All lines in the data below carrying the string "down" are to be located and copied.

- - - - - - -

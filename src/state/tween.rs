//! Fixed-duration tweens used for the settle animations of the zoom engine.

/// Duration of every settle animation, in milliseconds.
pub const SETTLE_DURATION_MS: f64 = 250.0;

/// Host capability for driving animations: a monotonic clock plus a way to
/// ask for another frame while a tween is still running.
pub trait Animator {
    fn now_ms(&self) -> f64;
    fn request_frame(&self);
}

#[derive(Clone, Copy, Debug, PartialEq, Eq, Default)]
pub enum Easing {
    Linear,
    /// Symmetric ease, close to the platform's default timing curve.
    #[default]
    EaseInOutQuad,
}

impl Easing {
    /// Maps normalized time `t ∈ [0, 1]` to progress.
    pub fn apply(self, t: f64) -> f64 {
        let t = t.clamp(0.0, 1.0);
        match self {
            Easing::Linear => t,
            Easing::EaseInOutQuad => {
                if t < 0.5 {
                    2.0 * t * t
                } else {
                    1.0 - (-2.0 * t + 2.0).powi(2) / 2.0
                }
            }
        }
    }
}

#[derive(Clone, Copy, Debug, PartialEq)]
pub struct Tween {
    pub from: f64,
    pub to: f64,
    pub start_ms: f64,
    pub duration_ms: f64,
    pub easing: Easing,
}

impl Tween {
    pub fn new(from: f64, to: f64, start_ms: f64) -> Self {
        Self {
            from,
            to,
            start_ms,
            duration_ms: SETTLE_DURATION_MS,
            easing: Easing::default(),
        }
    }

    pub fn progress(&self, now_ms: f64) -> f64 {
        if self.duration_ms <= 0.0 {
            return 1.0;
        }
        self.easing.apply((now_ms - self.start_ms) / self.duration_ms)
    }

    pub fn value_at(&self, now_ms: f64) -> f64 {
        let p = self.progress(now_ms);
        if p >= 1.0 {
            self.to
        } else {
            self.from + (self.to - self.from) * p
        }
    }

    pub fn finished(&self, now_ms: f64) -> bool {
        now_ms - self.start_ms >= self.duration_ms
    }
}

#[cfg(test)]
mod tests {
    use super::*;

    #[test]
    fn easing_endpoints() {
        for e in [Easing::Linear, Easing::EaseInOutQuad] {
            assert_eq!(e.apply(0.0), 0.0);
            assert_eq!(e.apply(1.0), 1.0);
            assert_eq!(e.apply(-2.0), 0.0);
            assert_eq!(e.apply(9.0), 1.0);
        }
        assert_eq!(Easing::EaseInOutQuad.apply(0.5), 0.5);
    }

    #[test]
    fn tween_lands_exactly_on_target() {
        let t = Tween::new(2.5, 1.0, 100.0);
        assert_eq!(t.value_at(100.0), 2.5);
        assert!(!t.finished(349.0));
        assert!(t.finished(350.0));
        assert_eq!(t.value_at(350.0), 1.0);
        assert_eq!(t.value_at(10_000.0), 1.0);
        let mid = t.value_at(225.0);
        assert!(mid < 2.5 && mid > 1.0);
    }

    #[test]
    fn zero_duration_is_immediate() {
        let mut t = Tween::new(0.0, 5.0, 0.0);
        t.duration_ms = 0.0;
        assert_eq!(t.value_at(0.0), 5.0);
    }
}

- - - - - - -

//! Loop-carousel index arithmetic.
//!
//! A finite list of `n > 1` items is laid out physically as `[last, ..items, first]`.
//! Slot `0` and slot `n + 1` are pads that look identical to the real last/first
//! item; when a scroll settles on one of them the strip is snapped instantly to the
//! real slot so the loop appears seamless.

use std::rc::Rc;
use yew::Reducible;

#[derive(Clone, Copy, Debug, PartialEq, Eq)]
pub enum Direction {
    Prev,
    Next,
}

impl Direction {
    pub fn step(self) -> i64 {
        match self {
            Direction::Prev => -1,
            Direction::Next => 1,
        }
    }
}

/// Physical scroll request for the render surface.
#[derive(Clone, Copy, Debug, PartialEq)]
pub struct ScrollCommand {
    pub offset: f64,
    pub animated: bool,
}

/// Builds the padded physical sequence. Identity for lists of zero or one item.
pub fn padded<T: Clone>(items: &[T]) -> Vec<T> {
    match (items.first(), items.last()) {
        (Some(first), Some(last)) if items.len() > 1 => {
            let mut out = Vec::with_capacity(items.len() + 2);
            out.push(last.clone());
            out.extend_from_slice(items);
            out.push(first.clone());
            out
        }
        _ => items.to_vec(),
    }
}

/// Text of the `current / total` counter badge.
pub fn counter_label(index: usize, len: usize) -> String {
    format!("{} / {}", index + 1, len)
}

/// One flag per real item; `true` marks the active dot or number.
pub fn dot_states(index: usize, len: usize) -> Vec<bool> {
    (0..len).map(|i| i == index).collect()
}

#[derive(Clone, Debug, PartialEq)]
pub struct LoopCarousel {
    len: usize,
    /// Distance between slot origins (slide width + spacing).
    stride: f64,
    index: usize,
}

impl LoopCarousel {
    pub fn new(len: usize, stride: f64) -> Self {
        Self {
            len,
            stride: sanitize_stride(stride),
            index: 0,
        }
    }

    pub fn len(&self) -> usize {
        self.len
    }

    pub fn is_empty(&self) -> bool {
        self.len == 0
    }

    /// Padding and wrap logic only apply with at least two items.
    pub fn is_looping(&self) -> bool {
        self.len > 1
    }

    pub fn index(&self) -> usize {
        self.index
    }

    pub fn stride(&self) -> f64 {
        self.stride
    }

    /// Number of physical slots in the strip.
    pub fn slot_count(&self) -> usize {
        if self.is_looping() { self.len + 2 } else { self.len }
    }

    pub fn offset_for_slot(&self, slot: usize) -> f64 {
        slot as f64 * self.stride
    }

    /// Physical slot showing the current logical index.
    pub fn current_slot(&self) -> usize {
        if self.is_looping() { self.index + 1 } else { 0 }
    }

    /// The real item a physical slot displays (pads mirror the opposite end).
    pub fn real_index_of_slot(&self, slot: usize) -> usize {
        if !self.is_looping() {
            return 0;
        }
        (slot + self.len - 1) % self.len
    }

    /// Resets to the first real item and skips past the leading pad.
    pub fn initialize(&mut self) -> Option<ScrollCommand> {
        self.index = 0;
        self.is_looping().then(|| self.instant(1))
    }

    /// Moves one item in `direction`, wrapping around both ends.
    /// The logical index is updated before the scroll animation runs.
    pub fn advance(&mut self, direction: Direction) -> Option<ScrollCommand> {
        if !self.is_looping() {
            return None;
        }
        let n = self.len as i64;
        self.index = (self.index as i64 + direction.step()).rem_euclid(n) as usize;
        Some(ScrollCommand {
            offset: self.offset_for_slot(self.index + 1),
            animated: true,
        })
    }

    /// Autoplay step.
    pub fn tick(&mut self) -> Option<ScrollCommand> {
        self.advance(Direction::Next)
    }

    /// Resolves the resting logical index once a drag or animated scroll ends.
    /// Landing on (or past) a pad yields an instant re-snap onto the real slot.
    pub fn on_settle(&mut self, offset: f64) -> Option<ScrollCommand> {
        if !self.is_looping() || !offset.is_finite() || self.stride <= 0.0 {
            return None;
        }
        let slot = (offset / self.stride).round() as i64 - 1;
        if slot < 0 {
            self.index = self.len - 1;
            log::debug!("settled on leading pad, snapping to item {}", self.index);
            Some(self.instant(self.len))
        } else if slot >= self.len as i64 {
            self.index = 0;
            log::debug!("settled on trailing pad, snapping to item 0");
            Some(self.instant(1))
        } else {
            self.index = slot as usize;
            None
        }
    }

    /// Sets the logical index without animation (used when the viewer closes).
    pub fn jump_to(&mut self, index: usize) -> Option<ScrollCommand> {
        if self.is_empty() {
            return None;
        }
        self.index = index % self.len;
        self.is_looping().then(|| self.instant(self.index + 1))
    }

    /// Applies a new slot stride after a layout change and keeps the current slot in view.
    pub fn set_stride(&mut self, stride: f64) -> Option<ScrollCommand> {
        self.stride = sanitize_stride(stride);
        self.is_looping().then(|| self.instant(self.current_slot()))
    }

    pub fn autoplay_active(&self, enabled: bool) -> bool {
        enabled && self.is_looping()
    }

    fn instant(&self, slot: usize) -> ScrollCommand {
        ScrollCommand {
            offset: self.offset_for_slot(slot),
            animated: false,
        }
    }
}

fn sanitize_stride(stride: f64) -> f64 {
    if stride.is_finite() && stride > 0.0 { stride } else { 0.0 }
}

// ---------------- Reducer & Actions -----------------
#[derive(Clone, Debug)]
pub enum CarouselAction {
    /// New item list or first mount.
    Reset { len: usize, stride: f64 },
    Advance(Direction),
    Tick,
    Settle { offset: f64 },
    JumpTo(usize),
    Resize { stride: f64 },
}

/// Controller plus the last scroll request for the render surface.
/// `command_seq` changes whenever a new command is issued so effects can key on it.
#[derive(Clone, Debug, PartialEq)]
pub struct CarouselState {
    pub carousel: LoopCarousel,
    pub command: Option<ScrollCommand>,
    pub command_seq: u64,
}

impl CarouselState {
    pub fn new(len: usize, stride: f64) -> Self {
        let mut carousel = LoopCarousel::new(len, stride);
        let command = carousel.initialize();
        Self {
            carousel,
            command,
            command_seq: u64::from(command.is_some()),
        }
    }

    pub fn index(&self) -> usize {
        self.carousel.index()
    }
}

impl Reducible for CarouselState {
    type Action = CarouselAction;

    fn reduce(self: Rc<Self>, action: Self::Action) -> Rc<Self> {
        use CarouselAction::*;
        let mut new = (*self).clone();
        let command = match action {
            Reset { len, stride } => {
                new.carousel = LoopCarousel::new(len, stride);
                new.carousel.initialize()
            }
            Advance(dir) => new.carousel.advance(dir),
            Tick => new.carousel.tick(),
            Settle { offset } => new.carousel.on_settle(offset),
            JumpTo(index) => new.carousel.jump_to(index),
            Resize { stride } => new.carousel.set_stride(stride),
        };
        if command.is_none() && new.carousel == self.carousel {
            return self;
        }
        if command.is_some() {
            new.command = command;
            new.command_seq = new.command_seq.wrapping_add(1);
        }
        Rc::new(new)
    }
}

- - - - - - -

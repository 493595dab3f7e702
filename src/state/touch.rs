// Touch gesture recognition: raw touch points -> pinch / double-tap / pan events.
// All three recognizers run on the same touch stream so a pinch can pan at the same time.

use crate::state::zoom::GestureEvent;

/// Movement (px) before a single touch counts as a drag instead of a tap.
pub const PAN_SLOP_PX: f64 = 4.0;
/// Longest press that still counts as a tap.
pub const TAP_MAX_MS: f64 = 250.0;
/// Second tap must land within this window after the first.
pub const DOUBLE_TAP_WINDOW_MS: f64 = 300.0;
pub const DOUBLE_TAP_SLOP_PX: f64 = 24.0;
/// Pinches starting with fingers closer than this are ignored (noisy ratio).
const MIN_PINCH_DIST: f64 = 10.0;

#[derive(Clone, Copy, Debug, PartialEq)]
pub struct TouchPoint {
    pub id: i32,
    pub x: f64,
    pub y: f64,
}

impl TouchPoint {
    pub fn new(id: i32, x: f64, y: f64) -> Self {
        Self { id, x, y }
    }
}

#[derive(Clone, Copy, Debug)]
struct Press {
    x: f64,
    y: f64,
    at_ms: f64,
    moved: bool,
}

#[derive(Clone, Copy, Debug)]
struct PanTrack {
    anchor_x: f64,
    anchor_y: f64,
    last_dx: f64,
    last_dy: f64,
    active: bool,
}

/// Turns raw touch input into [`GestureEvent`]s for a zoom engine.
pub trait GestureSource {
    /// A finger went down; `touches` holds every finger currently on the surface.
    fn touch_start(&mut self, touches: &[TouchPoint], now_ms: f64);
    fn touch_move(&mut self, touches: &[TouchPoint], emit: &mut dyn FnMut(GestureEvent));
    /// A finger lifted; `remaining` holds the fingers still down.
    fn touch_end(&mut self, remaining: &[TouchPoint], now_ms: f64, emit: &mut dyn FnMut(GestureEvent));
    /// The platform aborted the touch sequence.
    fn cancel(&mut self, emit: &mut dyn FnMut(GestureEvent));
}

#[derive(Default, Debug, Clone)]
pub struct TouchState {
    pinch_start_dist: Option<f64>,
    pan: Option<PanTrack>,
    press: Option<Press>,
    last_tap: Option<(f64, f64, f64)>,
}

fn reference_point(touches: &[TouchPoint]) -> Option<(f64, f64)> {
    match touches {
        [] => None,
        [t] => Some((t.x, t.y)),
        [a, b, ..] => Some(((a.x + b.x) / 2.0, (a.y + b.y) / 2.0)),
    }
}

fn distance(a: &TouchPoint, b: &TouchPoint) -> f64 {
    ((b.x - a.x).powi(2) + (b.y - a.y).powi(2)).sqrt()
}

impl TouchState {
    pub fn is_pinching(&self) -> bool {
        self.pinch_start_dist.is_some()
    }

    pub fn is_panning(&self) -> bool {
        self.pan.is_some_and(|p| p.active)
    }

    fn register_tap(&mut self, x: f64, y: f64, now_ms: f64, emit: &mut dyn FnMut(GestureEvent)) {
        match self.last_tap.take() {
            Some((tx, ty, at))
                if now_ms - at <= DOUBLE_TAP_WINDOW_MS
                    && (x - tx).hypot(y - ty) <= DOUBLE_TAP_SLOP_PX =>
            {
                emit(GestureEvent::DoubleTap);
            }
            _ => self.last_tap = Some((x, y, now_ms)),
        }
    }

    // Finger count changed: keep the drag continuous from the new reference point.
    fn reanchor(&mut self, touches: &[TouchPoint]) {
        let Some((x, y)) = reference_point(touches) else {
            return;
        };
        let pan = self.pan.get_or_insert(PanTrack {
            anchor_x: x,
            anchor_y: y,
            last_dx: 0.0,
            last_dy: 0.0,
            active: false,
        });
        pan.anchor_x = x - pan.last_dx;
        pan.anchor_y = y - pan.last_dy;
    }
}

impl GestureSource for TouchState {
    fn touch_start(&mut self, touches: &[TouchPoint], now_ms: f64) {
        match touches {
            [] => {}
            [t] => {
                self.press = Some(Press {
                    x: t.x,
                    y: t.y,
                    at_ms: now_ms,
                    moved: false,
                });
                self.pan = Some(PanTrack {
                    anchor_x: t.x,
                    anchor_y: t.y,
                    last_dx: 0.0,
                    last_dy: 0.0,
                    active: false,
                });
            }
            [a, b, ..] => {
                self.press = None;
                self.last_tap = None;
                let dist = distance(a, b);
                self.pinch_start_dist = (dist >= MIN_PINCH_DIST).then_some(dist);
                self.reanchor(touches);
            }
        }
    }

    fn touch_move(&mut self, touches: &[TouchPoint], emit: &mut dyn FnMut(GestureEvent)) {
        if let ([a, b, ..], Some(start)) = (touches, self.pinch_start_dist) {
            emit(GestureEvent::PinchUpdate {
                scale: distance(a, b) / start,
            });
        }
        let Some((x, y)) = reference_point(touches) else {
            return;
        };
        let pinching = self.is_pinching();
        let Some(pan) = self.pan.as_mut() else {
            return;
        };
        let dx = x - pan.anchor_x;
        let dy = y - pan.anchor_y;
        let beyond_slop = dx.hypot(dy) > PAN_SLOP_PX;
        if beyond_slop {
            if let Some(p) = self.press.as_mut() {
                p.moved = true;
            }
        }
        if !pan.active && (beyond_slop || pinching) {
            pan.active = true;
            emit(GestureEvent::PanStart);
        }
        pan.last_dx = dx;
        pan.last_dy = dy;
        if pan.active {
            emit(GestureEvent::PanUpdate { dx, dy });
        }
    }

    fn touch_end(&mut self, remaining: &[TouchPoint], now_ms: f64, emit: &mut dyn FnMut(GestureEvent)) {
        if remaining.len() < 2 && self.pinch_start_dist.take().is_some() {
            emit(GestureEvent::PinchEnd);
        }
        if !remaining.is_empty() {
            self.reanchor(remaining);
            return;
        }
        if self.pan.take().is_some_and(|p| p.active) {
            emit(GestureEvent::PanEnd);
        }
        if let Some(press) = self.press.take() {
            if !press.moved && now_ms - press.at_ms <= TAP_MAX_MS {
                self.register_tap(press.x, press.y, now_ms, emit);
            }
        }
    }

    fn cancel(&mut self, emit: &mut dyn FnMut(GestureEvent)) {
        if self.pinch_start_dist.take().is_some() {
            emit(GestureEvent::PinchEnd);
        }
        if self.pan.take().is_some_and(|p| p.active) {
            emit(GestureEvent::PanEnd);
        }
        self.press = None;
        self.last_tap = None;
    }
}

- - - - - - -

| Task output |
    /// A finger went down; `touches` holds every finger currently on the surface.
    /// A finger lifted; `remaining` holds the fingers still down.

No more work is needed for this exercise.